TASK
Down to the last line, restate the material below exactly.

STORED DATA
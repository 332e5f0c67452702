use std::fs;
use std::path::PathBuf;

use anyhow::{Context, Result};
use clap::ArgMatches;
use playbook_cli::{assemble, command, exit_code, vocabulary, AssembleOptions, OutputFormat};
use playbook_core::EnvCredentialSource;
use tracing_subscriber::EnvFilter;

fn main() {
    tracing_subscriber::fmt()
        .with_env_filter(EnvFilter::try_from_default_env().unwrap_or_else(|_| EnvFilter::new("info")))
        .with_writer(std::io::stderr)
        .init();

    let matches = command().get_matches();

    if let Err(err) = run(&matches) {
        tracing::error!("{:#}", err);
        std::process::exit(exit_code(&err));
    }
}

fn run(matches: &ArgMatches) -> Result<()> {
    match matches.subcommand() {
        Some(("assemble", args)) => {
            let scenario = args
                .get_one::<PathBuf>("scenario")
                .cloned()
                .context("missing scenario path")?;
            let options = AssembleOptions {
                scenario,
                config: args.get_one::<PathBuf>("config").cloned(),
                format: OutputFormat::from_json_flag(args.get_flag("json")),
            };

            let playbook = assemble(&options, EnvCredentialSource)?;

            match args.get_one::<PathBuf>("output") {
                Some(path) => {
                    fs::write(path, &playbook)
                        .with_context(|| format!("failed to write {}", path.display()))?;
                    tracing::info!("Wrote playbook to {}", path.display());
                }
                None => print!("{playbook}"),
            }
            Ok(())
        }
        Some(("vocabulary", args)) => {
            print!("{}", vocabulary(OutputFormat::from_json_flag(args.get_flag("json")))?);
            Ok(())
        }
        _ => anyhow::bail!("no command given"),
    }
}
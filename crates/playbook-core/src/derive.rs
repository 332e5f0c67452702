//! Derived value generator
//!
//! Values computed from configuration, the clock, randomness or fields
//! already set on the entity graph.

use chrono::Utc;
use playbook_model::CertificateTask;
use rand::Rng;

use crate::config::AssemblerConfig;
use crate::error::{PlaybookError, PlaybookResult};

const CN_ALPHABET: &[u8] = b"abcdefghijklmnopqrstuvwxyz0123456789";
const CN_LABEL_LEN: usize = 16;

/// Source of the current time
pub trait Clock {
    /// Seconds since the Unix epoch
    fn unix_timestamp(&self) -> i64;
}

/// Wall clock
#[derive(Debug, Clone, Copy, Default)]
pub struct SystemClock;

impl Clock for SystemClock {
    #[inline]
    fn unix_timestamp(&self) -> i64 {
        Utc::now().timestamp()
    }
}

/// Clock frozen at one instant
#[derive(Debug, Clone, Copy, PartialEq, Eq)]
pub struct FixedClock(pub i64);

impl Clock for FixedClock {
    #[inline]
    fn unix_timestamp(&self) -> i64 {
        self.0
    }
}

/// Installation file reference
///
/// `pwd_expr + sep + temp_dir + sep + name`. The marker is left unresolved
/// for the automation engine; nothing touches the filesystem.
#[must_use]
pub fn file_path(config: &AssemblerConfig, name: &str) -> String {
    let sep = &config.path_separator;
    format!("{}{sep}{}{sep}{name}", config.pwd_expr, config.temp_dir)
}

/// Workload identifier: `prefix-<unix seconds>`
#[must_use]
pub fn workload_name(prefix: &str, clock: &impl Clock) -> String {
    format!("{prefix}-{}", clock.unix_timestamp())
}

/// Hostname-like common name unlikely to repeat within a run
#[must_use]
pub fn random_common_name(domain: &str) -> String {
    let mut rng = rand::thread_rng();
    let label: String = (0..CN_LABEL_LEN)
        .map(|_| CN_ALPHABET[rng.gen_range(0..CN_ALPHABET.len())] as char)
        .collect();
    format!("{label}.{domain}")
}

/// Set `request.nickname` to `prefix + commonName`
///
/// # Errors
/// Checked in order: [`PlaybookError::MissingRequest`],
/// [`PlaybookError::MissingSubject`], [`PlaybookError::MissingCommonName`]
/// (unset and empty are treated alike).
pub fn derive_nickname(task: &mut CertificateTask, prefix: &str) -> PlaybookResult<()> {
    let request = task
        .request
        .as_mut()
        .ok_or_else(|| PlaybookError::MissingRequest {
            task: task.name.clone(),
        })?;
    let subject = request
        .subject
        .as_ref()
        .ok_or_else(|| PlaybookError::MissingSubject {
            task: task.name.clone(),
        })?;
    let common_name = subject
        .common_name()
        .ok_or_else(|| PlaybookError::MissingCommonName {
            task: task.name.clone(),
        })?;

    request.nickname = Some(format!("{prefix}{common_name}"));
    Ok(())
}
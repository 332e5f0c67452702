//! Installation entries

use std::fmt;

use serde::{Deserialize, Serialize};

/// File format an issued certificate is installed as
#[derive(Debug, Clone, Copy, PartialEq, Eq, Hash, Serialize, Deserialize)]
pub enum InstallationFormat {
    /// Certificate, chain and key as separate PEM files
    #[serde(rename = "PEM")]
    Pem,
    /// Java keystore
    #[serde(rename = "JKS")]
    Jks,
    /// PKCS#12 archive
    #[serde(rename = "PKCS12")]
    Pkcs12,
}

impl InstallationFormat {
    /// Upper-case wire name
    #[inline]
    #[must_use]
    pub fn as_str(self) -> &'static str {
        match self {
            Self::Pem => "PEM",
            Self::Jks => "JKS",
            Self::Pkcs12 => "PKCS12",
        }
    }
}

impl fmt::Display for InstallationFormat {
    fn fmt(&self, f: &mut fmt::Formatter<'_>) -> fmt::Result {
        f.write_str(self.as_str())
    }
}

/// One installation of the issued certificate
///
/// Variant-specific fields (`chain_file`/`key_file` for PEM,
/// `jks_alias`/`jks_password` for JKS) stay `None` for other formats.
#[derive(Debug, Clone, PartialEq, Eq, Serialize, Deserialize)]
#[serde(rename_all = "camelCase")]
pub struct Installation {
    pub format: InstallationFormat,
    pub file: String,
    #[serde(default, skip_serializing_if = "Option::is_none")]
    pub chain_file: Option<String>,
    #[serde(default, skip_serializing_if = "Option::is_none")]
    pub key_file: Option<String>,
    #[serde(default, skip_serializing_if = "Option::is_none")]
    pub jks_alias: Option<String>,
    #[serde(default, skip_serializing_if = "Option::is_none")]
    pub jks_password: Option<String>,
    #[serde(default, skip_serializing_if = "Option::is_none")]
    pub after_install_action: Option<String>,
    #[serde(default, skip_serializing_if = "Option::is_none")]
    pub install_validation_action: Option<String>,
    #[serde(default, skip_serializing_if = "Option::is_none")]
    pub backup_files: Option<bool>,
}

impl Installation {
    /// Installation with only the required `format` and `file`
    #[must_use]
    pub fn new(format: InstallationFormat, file: impl Into<String>) -> Self {
        Self {
            format,
            file: file.into(),
            chain_file: None,
            key_file: None,
            jks_alias: None,
            jks_password: None,
            after_install_action: None,
            install_validation_action: None,
            backup_files: None,
        }
    }
}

SOLUTION TO THIS TASK
repository 332e5f0c67452702
use std::fs;
use std::path::PathBuf;

use anyhow::{Context, Result};
use clap::ArgMatches;
use playbook_cli::{assemble, command, exit_code, vocabulary, AssembleOptions, OutputFormat};
use playbook_core::EnvCredentialSource;
use tracing_subscriber::EnvFilter;

fn main() {
    tracing_subscriber::fmt()
        .with_env_filter(EnvFilter::try_from_default_env().unwrap_or_else(|_| EnvFilter::new("info")))
        .with_writer(std::io::stderr)
        .init();

    let matches = command().get_matches();

    if let Err(err) = run(&matches) {
        tracing::error!("{:#}", err);
        std::process::exit(exit_code(&err));
    }
}

fn run(matches: &ArgMatches) -> Result<()> {
    match matches.subcommand() {
        Some(("assemble", args)) => {
            let scenario = args
                .get_one::<PathBuf>("scenario")
                .cloned()
                .context("missing scenario path")?;
            let options = AssembleOptions {
                scenario,
                config: args.get_one::<PathBuf>("config").cloned(),
                format: OutputFormat::from_json_flag(args.get_flag("json")),
            };

            let playbook = assemble(&options, EnvCredentialSource)?;

            match args.get_one::<PathBuf>("output") {
                Some(path) => {
                    fs::write(path, &playbook)
                        .with_context(|| format!("failed to write {}", path.display()))?;
                    tracing::info!("Wrote playbook to {}", path.display());
                }
                None => print!("{playbook}"),
            }
            Ok(())
        }
        Some(("vocabulary", args)) => {
            print!("{}", vocabulary(OutputFormat::from_json_flag(args.get_flag("json")))?);
            Ok(())
        }
        _ => anyhow::bail!("no command given"),
    }
}
filename crates/playbook-core/src/derive.rs
repository 332e5f0c67452702
//! Derived value generator
//!
//! Values computed from configuration, the clock, randomness or fields
//! already set on the entity graph.

use chrono::Utc;
use playbook_model::CertificateTask;
use rand::Rng;

use crate::config::AssemblerConfig;
use crate::error::{PlaybookError, PlaybookResult};

const CN_ALPHABET: &[u8] = b"abcdefghijklmnopqrstuvwxyz0123456789";
const CN_LABEL_LEN: usize = 16;

/// Source of the current time
pub trait Clock {
    /// Seconds since the Unix epoch
    fn unix_timestamp(&self) -> i64;
}

/// Wall clock
#[derive(Debug, Clone, Copy, Default)]
pub struct SystemClock;

impl Clock for SystemClock {
    #[inline]
    fn unix_timestamp(&self) -> i64 {
        Utc::now().timestamp()
    }
}

/// Clock frozen at one instant
#[derive(Debug, Clone, Copy, PartialEq, Eq)]
pub struct FixedClock(pub i64);

impl Clock for FixedClock {
    #[inline]
    fn unix_timestamp(&self) -> i64 {
        self.0
    }
}

/// Installation file reference
///
/// `pwd_expr + sep + temp_dir + sep + name`. The marker is left unresolved
/// for the automation engine; nothing touches the filesystem.
#[must_use]
pub fn file_path(config: &AssemblerConfig, name: &str) -> String {
    let sep = &config.path_separator;
    format!("{}{sep}{}{sep}{name}", config.pwd_expr, config.temp_dir)
}

/// Workload identifier: `prefix-<unix seconds>`
#[must_use]
pub fn workload_name(prefix: &str, clock: &impl Clock) -> String {
    format!("{prefix}-{}", clock.unix_timestamp())
}

/// Hostname-like common name unlikely to repeat within a run
#[must_use]
pub fn random_common_name(domain: &str) -> String {
    let mut rng = rand::thread_rng();
    let label: String = (0..CN_LABEL_LEN)
        .map(|_| CN_ALPHABET[rng.gen_range(0..CN_ALPHABET.len())] as char)
        .collect();
    format!("{label}.{domain}")
}

/// Set `request.nickname` to `prefix + commonName`
///
/// # Errors
/// Checked in order: [`PlaybookError::MissingRequest`],
/// [`PlaybookError::MissingSubject`], [`PlaybookError::MissingCommonName`]
/// (unset and empty are treated alike).
pub fn derive_nickname(task: &mut CertificateTask, prefix: &str) -> PlaybookResult<()> {
    let request = task
        .request
        .as_mut()
        .ok_or_else(|| PlaybookError::MissingRequest {
            task: task.name.clone(),
        })?;
    let subject = request
        .subject
        .as_ref()
        .ok_or_else(|| PlaybookError::MissingSubject {
            task: task.name.clone(),
        })?;
    let common_name = subject
        .common_name()
        .ok_or_else(|| PlaybookError::MissingCommonName {
            task: task.name.clone(),
        })?;

    request.nickname = Some(format!("{prefix}{common_name}"));
    Ok(())
}
repository 332e5f0c67452702
//! Installation entries

use std::fmt;

use serde::{Deserialize, Serialize};

/// File format an issued certificate is installed as
#[derive(Debug, Clone, Copy, PartialEq, Eq, Hash, Serialize, Deserialize)]
pub enum InstallationFormat {
    /// Certificate, chain and key as separate PEM files
    #[serde(rename = "PEM")]
    Pem,
    /// Java keystore
    #[serde(rename = "JKS")]
    Jks,
    /// PKCS#12 archive
    #[serde(rename = "PKCS12")]
    Pkcs12,
}

impl InstallationFormat {
    /// Upper-case wire name
    #[inline]
    #[must_use]
    pub fn as_str(self) -> &'static str {
        match self {
            Self::Pem => "PEM",
            Self::Jks => "JKS",
            Self::Pkcs12 => "PKCS12",
        }
    }
}

impl fmt::Display for InstallationFormat {
    fn fmt(&self, f: &mut fmt::Formatter<'_>) -> fmt::Result {
        f.write_str(self.as_str())
    }
}

/// One installation of the issued certificate
///
/// Variant-specific fields (`chain_file`/`key_file` for PEM,
/// `jks_alias`/`jks_password` for JKS) stay `None` for other formats.
#[derive(Debug, Clone, PartialEq, Eq, Serialize, Deserialize)]
#[serde(rename_all = "camelCase")]
pub struct Installation {
    pub format: InstallationFormat,
    pub file: String,
    #[serde(default, skip_serializing_if = "Option::is_none")]
    pub chain_file: Option<String>,
    #[serde(default, skip_serializing_if = "Option::is_none")]
    pub key_file: Option<String>,
    #[serde(default, skip_serializing_if = "Option::is_none")]
    pub jks_alias: Option<String>,
    #[serde(default, skip_serializing_if = "Option::is_none")]
    pub jks_password: Option<String>,
    #[serde(default, skip_serializing_if = "Option::is_none")]
    pub after_install_action: Option<String>,
    #[serde(default, skip_serializing_if = "Option::is_none")]
    pub install_validation_action: Option<String>,
    #[serde(default, skip_serializing_if = "Option::is_none")]
    pub backup_files: Option<bool>,
}

impl Installation {
    /// Installation with only the required `format` and `file`
    #[must_use]
    pub fn new(format: InstallationFormat, file: impl Into<String>) -> Self {
        Self {
            format,
            file: file.into(),
            chain_file: None,
            key_file: None,
            jks_alias: None,
            jks_password: None,
            after_install_action: None,
            install_validation_action: None,
            backup_files: None,
        }
    }
}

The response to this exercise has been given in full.